There’s one very simple concept that you must understand when it comes to losing weight—the First Law of Thermodynamics, which states that energy is neither created nor destroyed. This means that the energy—calories—you put into your body must equal the energy you expend. Otherwise, you’ll either gain or lose weight. If you eat more calories than you burn off, you’ll gain weight. If you burn more than you take in, you’ll lose weight.
Why Protein Helps Burn Calories
When it comes to human metabolism, this basic law of physics is a bit more complicated: All calories are not created equal. Protein is different from carbohydrates and fats.
How do you burn calories? Some you burn at a very low level all the time as part of your “resting metabolism”—for basic, unconscious functions such as beating of the heart, breathing, and digestion.

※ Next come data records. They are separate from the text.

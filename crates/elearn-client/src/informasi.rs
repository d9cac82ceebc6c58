use std::path::Path;

use elearn_types::api::{Informasi, UploadedImage};

use crate::client::ApiClient;
use crate::error::ApiError;

pub const DEFAULT_LIST_LIMIT: u32 = 20;

impl ApiClient {
    /// Announcements visible to the current user, newest and highest
    /// priority first as ordered by the backend.
    pub async fn list_informasi(&self, limit: u32) -> Result<Vec<Informasi>, ApiError> {
        self.get_list(&format!("/api/informasi/mobile/list?limit={}", limit))
            .await
    }

    pub async fn informasi_detail(&self, id: i64) -> Result<Informasi, ApiError> {
        self.get(&format!("/api/informasi/mobile/{}", id)).await
    }

    pub async fn upload_informasi_image(&self, path: &Path) -> Result<UploadedImage, ApiError> {
        self.upload_file("/api/informasi/upload-gambar", "file", path)
            .await
    }
}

You burn more calories when you move and still more when you exercise.
The common wisdom is that there are only two ways to burn more calories than you eat: Eat less or move around—exercise—more.
But there’s another way to burn calories—a subtle process that can work wonders over weeks and months to create a substantial, long-term caloric deficit. Best of all, you don’t even have to get out of bed to reap the benefits. This amazing phenomenon is called the “thermic effect,” and the key to making it work is protein.

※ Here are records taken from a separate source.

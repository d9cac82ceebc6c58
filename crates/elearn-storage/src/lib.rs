pub mod memory;
pub mod migrations;
pub mod queries;

use anyhow::Result;
use rusqlite::Connection;
use std::path::Path;
use std::sync::Mutex;
use tracing::info;

pub use memory::MemoryStorage;

/// A string key-value store that session data can live in.
///
/// Backends hand back exactly what was written; interpreting the values
/// is up to the caller. Errors are returned as-is so that a full disk or
/// an unreadable file surfaces to whoever triggered the write.
pub trait StorageBackend: Send + Sync {
    fn get_item(&self, key: &str) -> Result<Option<String>>;
    fn set_item(&self, key: &str, value: &str) -> Result<()>;
    fn remove_item(&self, key: &str) -> Result<()>;
}

/// Durable backend: a SQLite file that survives restarts.
pub struct SqliteStorage {
    conn: Mutex<Connection>,
}

impl SqliteStorage {
    pub fn open(path: &Path) -> Result<Self> {
        let conn = Connection::open(path)?;

        // WAL mode so a second process can read while we write
        conn.pragma_update(None, "journal_mode", "WAL")?;

        migrations::run(&conn)?;

        info!("Session storage opened at {}", path.display());
        Ok(Self {
            conn: Mutex::new(conn),
        })
    }

    pub fn open_in_memory() -> Result<Self> {
        let conn = Connection::open_in_memory()?;
        migrations::run(&conn)?;
        Ok(Self {
            conn: Mutex::new(conn),
        })
    }

    pub fn with_conn<F, T>(&self, f: F) -> Result<T>
    where
        F: FnOnce(&Connection) -> Result<T>,
    {
        let conn = self
            .conn
            .lock()
            .map_err(|e| anyhow::anyhow!("Storage lock poisoned: {}", e))?;
        f(&conn)
    }
}

impl StorageBackend for SqliteStorage {
    fn get_item(&self, key: &str) -> Result<Option<String>> {
        self.get_value(key)
    }

    fn set_item(&self, key: &str, value: &str) -> Result<()> {
        self.put_value(key, value)
    }

    fn remove_item(&self, key: &str) -> Result<()> {
        self.delete_value(key)
    }
}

This is how it works: During the digestive process, your body breaks down food into its basic components—carbohydrates, fats, and proteins—and turns them into energy it can use. There’s a trade-off: To get the energy from the food, the body must spend some of its own energy. There’s a scientific name for this use of energy to digest and metabolize food—“dietary-induced thermogenesis” (DIT). Carbohydrates and fats generate about the same low DIT. Protein’s DIT is huge in comparison—more than two and a half to three times greater. So, in order for the body to obtain energy from dietary protein, it must give up almost three times more energy than it needs for either fat or carbohydrates.

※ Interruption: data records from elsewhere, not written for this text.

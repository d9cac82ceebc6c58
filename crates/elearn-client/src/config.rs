use std::time::Duration;

pub const DEFAULT_BASE_URL: &str = "http://localhost:8000";
pub const DEFAULT_TIMEOUT: Duration = Duration::from_secs(10);

#[derive(Debug, Clone)]
pub struct ClientConfig {
    /// Backend root, without a trailing slash.
    pub base_url: String,
    pub timeout: Duration,
}

impl ClientConfig {
    pub fn new(base_url: impl Into<String>) -> Self {
        let base_url: String = base_url.into();
        Self {
            base_url: base_url.trim_end_matches('/').to_string(),
            timeout: DEFAULT_TIMEOUT,
        }
    }

    pub fn with_timeout(mut self, timeout: Duration) -> Self {
        self.timeout = timeout;
        self
    }
}

impl Default for ClientConfig {
    fn default() -> Self {
        Self::new(DEFAULT_BASE_URL)
    }
}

What this means is that protein boosts your metabolism and causes you to lose weight more rapidly than the same caloric amounts of fat or carbohydrates. A study carried out at the Dunn Clinical Nutrition Center in Cambridge, England, by Dr. M. J. Dauncey and colleagues showed that during a twenty-four-hour period, a high-protein diet increased total energy expenditures by 12 percent (220 calories) compared to a calorically matched high-carbohydrate diet.
Over six months—with absolutely no increase in exercise or decrease in caloric intake—a high-protein diet could cause you to lose 10 to 15 pounds. Over those same six months—with increased exercise and a somewhat decreased caloric intake—a high-protein diet could cause you to lose 30 to 75 pounds!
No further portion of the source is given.